The Sabaki languages are the Bantu languages of the Swahili Coast, named for the Sabaki River. Sabaki is a Pokomo word for Large Fish. In addition to Swahili, Sabaki languages include Ilwana (Malakote) and Pokomo on the Tana River in Kenya, Mijikenda, spoken on the Kenyan coast; Comorian, in the Comoro Islands; and Mwani, spoken in northern Mozambique. In Guthrie's geographic classification, Swahili is in Bantu zone G, whereas the other Sabaki languages are in zone E70, commonly under the name Nyika.

Languages
Ilwana (Malakote) (E.701)
Pokomo (E.71)
Mijikenda (E.72–73) (North (Nyika), Segeju, Digo, Degere)
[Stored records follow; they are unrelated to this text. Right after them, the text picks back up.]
// Per-minute rate columns derived from raw game totals.

use super::record::{Dataset, Value};
use crate::error::MetricsError;
use tracing::debug;

/// A derived column: `name = total / duration`.
#[derive(Debug, Clone, PartialEq, Eq)]
pub struct RateColumn {
    pub name: String,
    pub total: String,
}

impl RateColumn {
    pub fn new(name: &str, total: &str) -> Self {
        RateColumn {
            name: name.to_string(),
            total: total.to_string(),
        }
    }
}

/// The rate columns the default stat set reads from.
pub fn default_rate_columns() -> Vec<RateColumn> {
    vec![
        RateColumn::new("dmg/min", "totalDamageDealtToChampions"),
        RateColumn::new("dmgTaken/min", "totalDamageTaken"),
        RateColumn::new("dmgMit/min", "damageSelfMitigated"),
        RateColumn::new("cc/min", "totalTimeCrowdControlDealt"),
        RateColumn::new("vs/min", "visionScore"),
    ]
}

/// Adds each rate column to every record. A null operand gives a null rate;
/// a zero duration gives an infinite or NaN rate.
pub fn derive_rates(
    dataset: &mut Dataset,
    duration_col: &str,
    rates: &[RateColumn],
) -> Result<(), MetricsError> {
    if !dataset.has_column(duration_col) {
        return Err(MetricsError::MissingColumn(duration_col.to_string()));
    }
    for rate in rates {
        if !dataset.has_column(&rate.total) {
            return Err(MetricsError::MissingColumn(rate.total.clone()));
        }
        if let Some(kind) = dataset.column_kind(&rate.total).filter(|k| !k.is_numeric()) {
            return Err(MetricsError::NonNumericStat {
                column: rate.total.clone(),
                dtype: kind.to_string(),
            });
        }
    }

    for rate in rates {
        dataset.add_column(&rate.name);
    }
    for record in dataset.records_mut() {
        let duration = record.get(duration_col).as_f64();
        for rate in rates {
            let value = match (record.get(&rate.total).as_f64(), duration) {
                (Some(total), Some(duration)) => Value::Real(total / duration),
                _ => Value::Null,
            };
            record.set(&rate.name, value);
        }
    }

    debug!("derived {} rate columns over {}", rates.len(), duration_col);
    Ok(())
}

#[cfg(test)]
mod tests {
    use super::*;
    use crate::data::record::GameRecord;

    #[test]
    fn rates_divide_totals_by_duration() {
        let mut ds = Dataset::new(vec![
            GameRecord::new("a", "1").with("gameDuration", 30).with("visionScore", 45),
            GameRecord::new("b", "2").with("gameDuration", 20).with("visionScore", Value::Null),
        ]);
        derive_rates(&mut ds, "gameDuration", &[RateColumn::new("vs/min", "visionScore")]).unwrap();
        assert_eq!(ds.records()[0].get("vs/min"), &Value::Real(1.5));
        assert!(ds.records()[1].get("vs/min").is_null());
        assert!(ds.has_column("vs/min"));
    }

    #[test]
    fn zero_duration_is_not_an_error() {
        let mut ds = Dataset::new(vec![GameRecord::new("a", "1")
            .with("gameDuration", 0)
            .with("visionScore", 10)]);
        derive_rates(&mut ds, "gameDuration", &[RateColumn::new("vs/min", "visionScore")]).unwrap();
        assert_eq!(ds.records()[0].get("vs/min").as_f64(), Some(f64::INFINITY));
    }

    #[test]
    fn missing_total_column_is_reported() {
        let mut ds = Dataset::new(vec![GameRecord::new("a", "1").with("gameDuration", 30)]);
        let err = derive_rates(&mut ds, "gameDuration", &default_rate_columns()).unwrap_err();
        assert!(matches!(err, MetricsError::MissingColumn(c) if c == "totalDamageDealtToChampions"));
    }
}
Comorian languages, divided into two groups, Western (Shimwali and Shingazidja) and Eastern (Shimaore and Shindzwani)
Mwani (Mozambique)
Swahili: Makwe (Mozambique), Sidi (Pakistan), Tikulu (Bajuni Islands, Somalia), Socotra Swahili, Mwiini (Brava, Somalia), Coastal Swahili (Lamu, Mombasa, Zanzibar), Pemba Swahili (Pemba, Mafia)

In addition, there are several Swahili creoles and pidgins:  Cutchi-Swahili, Kisetla (Settler Swahili), Engsh, Sheng, Shaba Swahili (Katanga Swahili, Lubumbashi Swahili), Ngwana (Congo Swahili), Kikeya.